Basically both kinds of masks are crucial stock in any hospitals stock cupboard. Doctors need them to protect themselves and ultimately their patients. I use them in my job fairly frequently.
However, there is no evidence that the PUBLIC use of face masks does anything to mitigate an outbreak to any significant degree. There is also no good evidence that it reduces the risk for any given individual trying to protect themselves from something like Covid19.
Consider a scenario: you are on crammed public transport, commuting to work in the context of a significant Covid-19 oubreak..
There is potentially aerosolised virus all around you.
In this scenario:
- If you DON'T have the virus there is no point in wearing a surgical mask to protect yourself; the virus aerosol will pass through the mask or around it.
- If you DO already have the virus then sure, you may slightly reduce the risk of passing it on to others by using a surgical mask.
Now take the FFP3 mask:
- If you DON'T have the virus then an FFP3 mask may protect you.
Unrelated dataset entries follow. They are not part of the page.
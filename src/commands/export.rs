//! Export command implementation.
//!
//! The export command:
//! 1. Fetches matching logs from RPC
//! 2. Decodes them into typed events
//! 3. Aggregates totals per recipient
//! 4. Writes the CSV report

use crate::aggregator::{aggregate_events, summarize};
use crate::output::{report_rows, write_report};
use crate::parser::{decode_logs, event_topic};
use crate::rpc::{LogFilter, RawLog, RpcClient};
use crate::utils::config::{
    DEFAULT_CONTRACT, DEFAULT_END_BLOCK, DEFAULT_OUTPUT_FILE, DEFAULT_START_BLOCK, EVENT_NAME,
    SHARE_DECIMALS,
};
use crate::utils::units::format_units;
use alloy_primitives::Address;
use anyhow::{Context, Result};
use chrono::Utc;
use log::{debug, info};
use std::path::PathBuf;
use std::time::Instant;

/// Arguments for the export command
///
/// **Public** - used by main.rs to construct from CLI args
#[derive(Debug, Clone)]
pub struct ExportArgs {
    /// RPC endpoint URL
    pub rpc_url: String,

    /// Contract address emitting the events
    pub contract: String,

    /// Inclusive start of the block range
    pub from_block: u64,

    /// Inclusive end of the block range
    pub to_block: u64,

    /// Output path for the CSV report
    pub output: PathBuf,

    /// Print text summary to stdout
    pub print_summary: bool,
}

impl Default for ExportArgs {
    fn default() -> Self {
        Self {
            rpc_url: String::new(),
            contract: DEFAULT_CONTRACT.to_string(),
            from_block: DEFAULT_START_BLOCK,
            to_block: DEFAULT_END_BLOCK,
            output: PathBuf::from(DEFAULT_OUTPUT_FILE),
            print_summary: false,
        }
    }
}

/// Execute the export command
///
/// **Public** - main entry point called from main.rs
///
/// # Arguments
/// * `args` - Export command arguments
///
/// # Returns
/// Ok if the report was written, Err with context if any step fails
///
/// # Errors
/// * RPC connection or query failures
/// * Log decoding errors
/// * File write errors
pub fn execute_export(args: ExportArgs) -> Result<()> {
    let start_time = Instant::now();

    info!("Starting export for contract: {}", args.contract);
    info!("RPC endpoint: {}", args.rpc_url);

    let contract: Address = args
        .contract
        .parse()
        .context("Invalid contract address")?;

    // Step 1: Fetch matching logs from RPC
    info!("Step 1/4: Fetching {} logs...", EVENT_NAME);
    let raw_logs = fetch_logs(&args.rpc_url, contract, args.from_block, args.to_block)
        .context("Failed to fetch logs from RPC")?;

    info!("Found {} events", raw_logs.len());

    // Step 2: Decode raw logs
    info!("Step 2/4: Decoding event data...");
    let events = decode_logs(&raw_logs).context("Failed to decode event logs")?;

    // Step 3: Aggregate per recipient
    info!("Step 3/4: Aggregating totals per recipient...");
    let totals = aggregate_events(&events).context("Failed to aggregate events")?;

    let snapshot = summarize(events.len(), &totals).context("Failed to summarize totals")?;
    debug!("Aggregate: {}", snapshot.summary());

    // Step 4: Write the CSV report
    info!("Step 4/4: Writing CSV report...");
    let rows = report_rows(&totals);
    write_report(&rows, &args.output).context("Failed to write CSV report")?;

    info!("✓ Report written to: {}", args.output.display());

    // Print text summary (if requested)
    if args.print_summary {
        println!("\n{}", "=".repeat(72));
        println!("EXPORT SUMMARY");
        println!("{}", "=".repeat(72));
        println!("Contract:   {}", args.contract);
        println!("Blocks:     {}..={}", args.from_block, args.to_block);
        println!("Events:     {}", snapshot.event_count);
        println!("Recipients: {}", snapshot.recipient_count);
        println!(
            "Shares out: {}",
            format_units(snapshot.total_shares_out, SHARE_DECIMALS)
        );
        println!(
            "Assets in:  {}",
            format_units(snapshot.total_assets_in, SHARE_DECIMALS)
        );
        println!("Generated:  {}", Utc::now().to_rfc3339());
        println!("{}", "=".repeat(72));
    }

    let elapsed = start_time.elapsed();
    info!("Export completed in {:.2}s", elapsed.as_secs_f64());

    Ok(())
}

/// Fetch logs from the RPC endpoint
///
/// **Private** - internal helper for execute_export
fn fetch_logs(
    rpc_url: &str,
    contract: Address,
    from_block: u64,
    to_block: u64,
) -> Result<Vec<RawLog>> {
    let client = RpcClient::new(rpc_url).context("Failed to create RPC client")?;

    let filter = LogFilter {
        address: contract,
        topic0: event_topic(),
        from_block,
        to_block,
    };

    let logs = client.eth_get_logs(&filter).context(format!(
        "Failed to fetch logs for blocks {from_block}..={to_block}"
    ))?;

    Ok(logs)
}

/// Validate export arguments
///
/// **Public** - called before execute_export for early validation
///
/// # Arguments
/// * `args` - Arguments to validate
///
/// # Returns
/// Ok if arguments are valid, Err with message if not
pub fn validate_args(args: &ExportArgs) -> Result<()> {
    // Validate RPC URL
    if args.rpc_url.is_empty() {
        anyhow::bail!("RPC URL cannot be empty");
    }

    if !args.rpc_url.starts_with("http://") && !args.rpc_url.starts_with("https://") {
        anyhow::bail!("RPC URL must start with http:// or https://");
    }

    // Validate contract address (with or without 0x prefix)
    let contract = args.contract.strip_prefix("0x").unwrap_or(&args.contract);

    if contract.len() != 40 {
        anyhow::bail!("Contract address must be 20 bytes (40 hex characters)");
    }

    if !contract.chars().all(|c| c.is_ascii_hexdigit()) {
        anyhow::bail!("Contract address contains invalid characters");
    }

    // Validate block range
    if args.from_block > args.to_block {
        anyhow::bail!(
            "Start block {} is past end block {}",
            args.from_block,
            args.to_block
        );
    }

    // Validate output path
    if args.output.as_os_str().is_empty() {
        anyhow::bail!("Output path cannot be empty");
    }

    Ok(())
}
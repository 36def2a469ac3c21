use leptos::prelude::*;

use crate::content::{Icon, IDENTITY};
use crate::nav::{NavState, Section};

use super::scroll_to_section;

#[component]
pub fn NavBar() -> impl IntoView {
    let state = expect_context::<RwSignal<NavState>>();
    let menu_open = move || state.with(|s| s.menu_open);

    view! {
        <nav class=move || {
            if state.with(|s| s.scrolled) {
                "fixed w-full z-50 transition-all duration-300 bg-gray-900/95 backdrop-blur-md shadow-2xl border-b border-blue-500/20"
            } else {
                "fixed w-full z-50 transition-all duration-300 bg-transparent border-b border-blue-500/20"
            }
        }>
            <div class="max-w-7xl mx-auto px-4 sm:px-6 lg:px-8">
                <div class="flex justify-between items-center h-20">
                    <button
                        on:click=move |_| scroll_to_section(state, Section::Home.id())
                        class="text-2xl font-bold bg-gradient-to-r from-blue-400 to-cyan-400 bg-clip-text text-transparent hover:scale-110 transition-transform"
                    >
                        {IDENTITY.short_name}
                    </button>
                    <div class="hidden md:flex space-x-8">
                        {Section::ALL
                            .into_iter()
                            .map(|section| view! { <DesktopEntry section /> })
                            .collect_view()}
                    </div>
                    <button
                        class="md:hidden hover:bg-gray-800 p-2 rounded-lg transition-colors"
                        aria-label="Menu"
                        on:click=move |_| state.update(NavState::toggle_menu)
                    >
                        <i class=move || {
                            if menu_open() { Icon::Close.class() } else { Icon::Menu.class() }
                        } />
                    </button>
                </div>
            </div>
            <Show when=menu_open>
                <div class="md:hidden bg-gray-900/98 backdrop-blur-lg border-t border-blue-500/20">
                    <div class="px-4 pt-4 pb-6 space-y-2">
                        {Section::ALL
                            .into_iter()
                            .map(|section| view! { <MobileEntry section /> })
                            .collect_view()}
                    </div>
                </div>
            </Show>
        </nav>
    }
}

#[component]
fn DesktopEntry(section: Section) -> impl IntoView {
    let state = expect_context::<RwSignal<NavState>>();
    let active = move || state.with(|s| s.is_active(section));

    view! {
        <button
            on:click=move |_| scroll_to_section(state, section.id())
            class=move || {
                if active() {
                    "capitalize hover:text-blue-400 transition-all relative group text-blue-400"
                } else {
                    "capitalize hover:text-blue-400 transition-all relative group"
                }
            }
        >
            {section.label()}
            <span class=move || {
                if active() {
                    "absolute -bottom-1 left-0 w-full h-0.5 bg-blue-400 transform transition-transform scale-x-100"
                } else {
                    "absolute -bottom-1 left-0 w-full h-0.5 bg-blue-400 transform transition-transform scale-x-0 group-hover:scale-x-100"
                }
            }></span>
        </button>
    }
}

#[component]
fn MobileEntry(section: Section) -> impl IntoView {
    let state = expect_context::<RwSignal<NavState>>();

    view! {
        <button
            on:click=move |_| scroll_to_section(state, section.id())
            class=move || {
                if state.with(|s| s.is_active(section)) {
                    "block w-full text-left px-4 py-3 hover:bg-gray-800 rounded-lg capitalize transition-all bg-blue-900/30 text-blue-400"
                } else {
                    "block w-full text-left px-4 py-3 hover:bg-gray-800 rounded-lg capitalize transition-all"
                }
            }
        >
            {section.label()}
        </button>
    }
}
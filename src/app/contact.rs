use leptos::{either::Either, prelude::*};

use crate::content::{
    ContactMethod, ContactTarget, AVAILABILITY, AVAILABILITY_DETAIL, CONTACT_METHODS, LINKEDIN,
};
use crate::nav::Section;

#[component]
pub fn Contact() -> impl IntoView {
    view! {
        <section
            id=Section::Contact.id()
            class="min-h-screen flex items-center py-20 px-4 bg-gray-900/50"
        >
            <div class="max-w-4xl mx-auto w-full">
                <h2 class="text-5xl md:text-6xl font-bold mb-16 text-center bg-gradient-to-r from-blue-400 to-cyan-400 bg-clip-text text-transparent">
                    "Contactez-moi"
                </h2>
                <div class="bg-gradient-to-br from-gray-800/80 to-gray-900/80 backdrop-blur-sm p-8 md:p-12 rounded-3xl border border-blue-500/20">
                    <div class="grid md:grid-cols-2 gap-6 mb-8">
                        {CONTACT_METHODS
                            .iter()
                            .map(|method| view! { <ContactCard method /> })
                            .collect_view()}
                        <ContactCard method=&LINKEDIN wide=true />
                    </div>
                    <div class="text-center pt-8 border-t border-blue-500/20">
                        <p class="text-xl text-blue-400 font-semibold mb-2">{AVAILABILITY}</p>
                        <p class="text-gray-300">{AVAILABILITY_DETAIL}</p>
                    </div>
                </div>
            </div>
        </section>
    }
}

/// A contact entry: a link for reachable methods, a plain label otherwise.
#[component]
fn ContactCard(method: &'static ContactMethod, #[prop(optional)] wide: bool) -> impl IntoView {
    let theme = method.theme;
    let span = if wide { " col-span-full" } else { "" };
    let body = move |linked: bool| {
        view! {
            <div class=format!(
                "{} p-3 rounded-xl mr-4 transition-colors",
                theme.icon_tile(linked),
            )>
                <i class=format!(
                    "{} {} text-3xl group-hover:scale-110 transition-transform",
                    method.icon.class(),
                    theme.text(),
                ) />
            </div>
            <div>
                <p class="text-sm text-gray-400 mb-1">{method.label}</p>
                <p class="text-white font-semibold break-all">{method.value}</p>
            </div>
        }
    };

    match method.target {
        ContactTarget::Link(href) => {
            let new_tab = method.target.opens_new_tab();
            Either::Left(view! {
                <a
                    href=href
                    target=new_tab.then_some("_blank")
                    rel=new_tab.then_some("noopener noreferrer")
                    class=format!(
                        "flex items-center p-5 rounded-2xl transition-all group hover:scale-105 {}{}",
                        theme.tile(true),
                        span,
                    )
                >
                    {body(true)}
                </a>
            })
        }
        ContactTarget::DisplayOnly => Either::Right(view! {
            <div class=format!(
                "flex items-center p-5 rounded-2xl {}{}",
                theme.tile(false),
                span,
            )>{body(false)}</div>
        }),
    }
}
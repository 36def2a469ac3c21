/// Load state of the profile picture. Once the image fails the initials badge takes its place.
#[derive(Debug, Clone, Copy, PartialEq, Eq, Default)]
pub struct ImageState {
    failed: bool,
}

impl ImageState {
    pub fn on_error(&mut self) {
        self.failed = true;
    }

    /// Catches a load that finished with no pixels before `on:error` was attached.
    pub fn check_loaded(&mut self, complete: bool, natural_width: u32) {
        if complete && natural_width == 0 {
            self.on_error();
        }
    }

    pub fn image_visible(&self) -> bool {
        !self.failed
    }

    pub fn badge_visible(&self) -> bool {
        self.failed
    }
}

#[cfg(test)]
mod tests {
    use super::*;

    #[test]
    fn test_image_shown_until_error() {
        let state = ImageState::default();
        assert!(state.image_visible());
        assert!(!state.badge_visible());
    }

    #[test]
    fn test_error_swaps_in_badge() {
        let mut state = ImageState::default();
        state.on_error();
        assert!(!state.image_visible());
        assert!(state.badge_visible());
    }

    #[test]
    fn test_check_loaded_detects_earlier_failure() {
        let mut pending = ImageState::default();
        pending.check_loaded(false, 0);
        assert!(pending.image_visible());

        let mut loaded = ImageState::default();
        loaded.check_loaded(true, 480);
        assert!(loaded.image_visible());

        let mut broken = ImageState::default();
        broken.check_loaded(true, 0);
        assert!(broken.badge_visible());
        // the error event may still arrive afterwards
        broken.on_error();
        assert!(broken.badge_visible());
    }

    #[test]
    fn test_repeated_errors_are_idempotent() {
        let mut once = ImageState::default();
        once.on_error();
        let mut many = ImageState::default();
        for _ in 0..5 {
            many.on_error();
        }
        assert_eq!(once, many);
        assert!(many.badge_visible());
    }
}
- If you DO have the virus then the FFP3 mask filter can actually result in increased transmission to others. Not good.
Add to the above the fact that: we know that the vast majority of people do not put their masks on properly, that this is inevitable if wearing for long periods of time, that plenty of viral transmission occurs via fomites (infected surfaces) anyway, and that there's plenty of transmission between family members or work colleagues...
Do you see the complexity arising here?
Therefore, from a purely public health perspective mask-wearing cannot be recommended because, in short: masks cannot be a substitute for the CORE principles of infection control:
- Quick identification, isolation and management of cases on the part of the authorities.
- Good hand hygiene, good cough etiquette (coughing into the crook of your elbow) and prompt self-isolation if ill...i.e the duties of individual members of the public.
That's why Public Health England recommends against using masks outside clinical settings. They are likely to have little overall effect on an outbreak.
Furthermore, as I have already hinted - there are some theoretical risks/harms of wearing masks (imagine how yucky some of them get after a few days) and I already touched upon how FFP3 masks can increase transmission in certain conditions.
But there are wider, societal-level risks too. In China, partly due to Government enforcement of mask-wearing we are seeing an unprecedented demand for masks. Supply is struggling to keep up. The cost of buying a mask is rising. A black market of second-hand or faulty masks is emerging. Class differentials are becoming evident: those who are poorer and unable to afford masks are subjected to punitive measures and significant constraints on their freedom to a much greater degree than those richer or better connected than themselves.
Also, mask shortages are hitting precisely those places where they are needed (in hospitals). This is because market forces are skewing the flow of masks in the direction of those who don't need them (the general, asymptomatic public). We already know that hospitals can be amplifiers of serious viral outbreaks. Hospital staff are massively more at risk of contracting and passing on the virus. So a hospital mask shortage is no joke.
The Chinese government seems to be taking steps to mitigate these market phenomena (which have partly arisen due to their own decisions) by taking on a duty to provide masks to their citizens.
So, that's the science of it all; I won't be stocking up on masks if the pandemic hits the UK. I will simply be buying a few bottles of hand sanitiser and maintaining good hand hygiene and cough etiquette.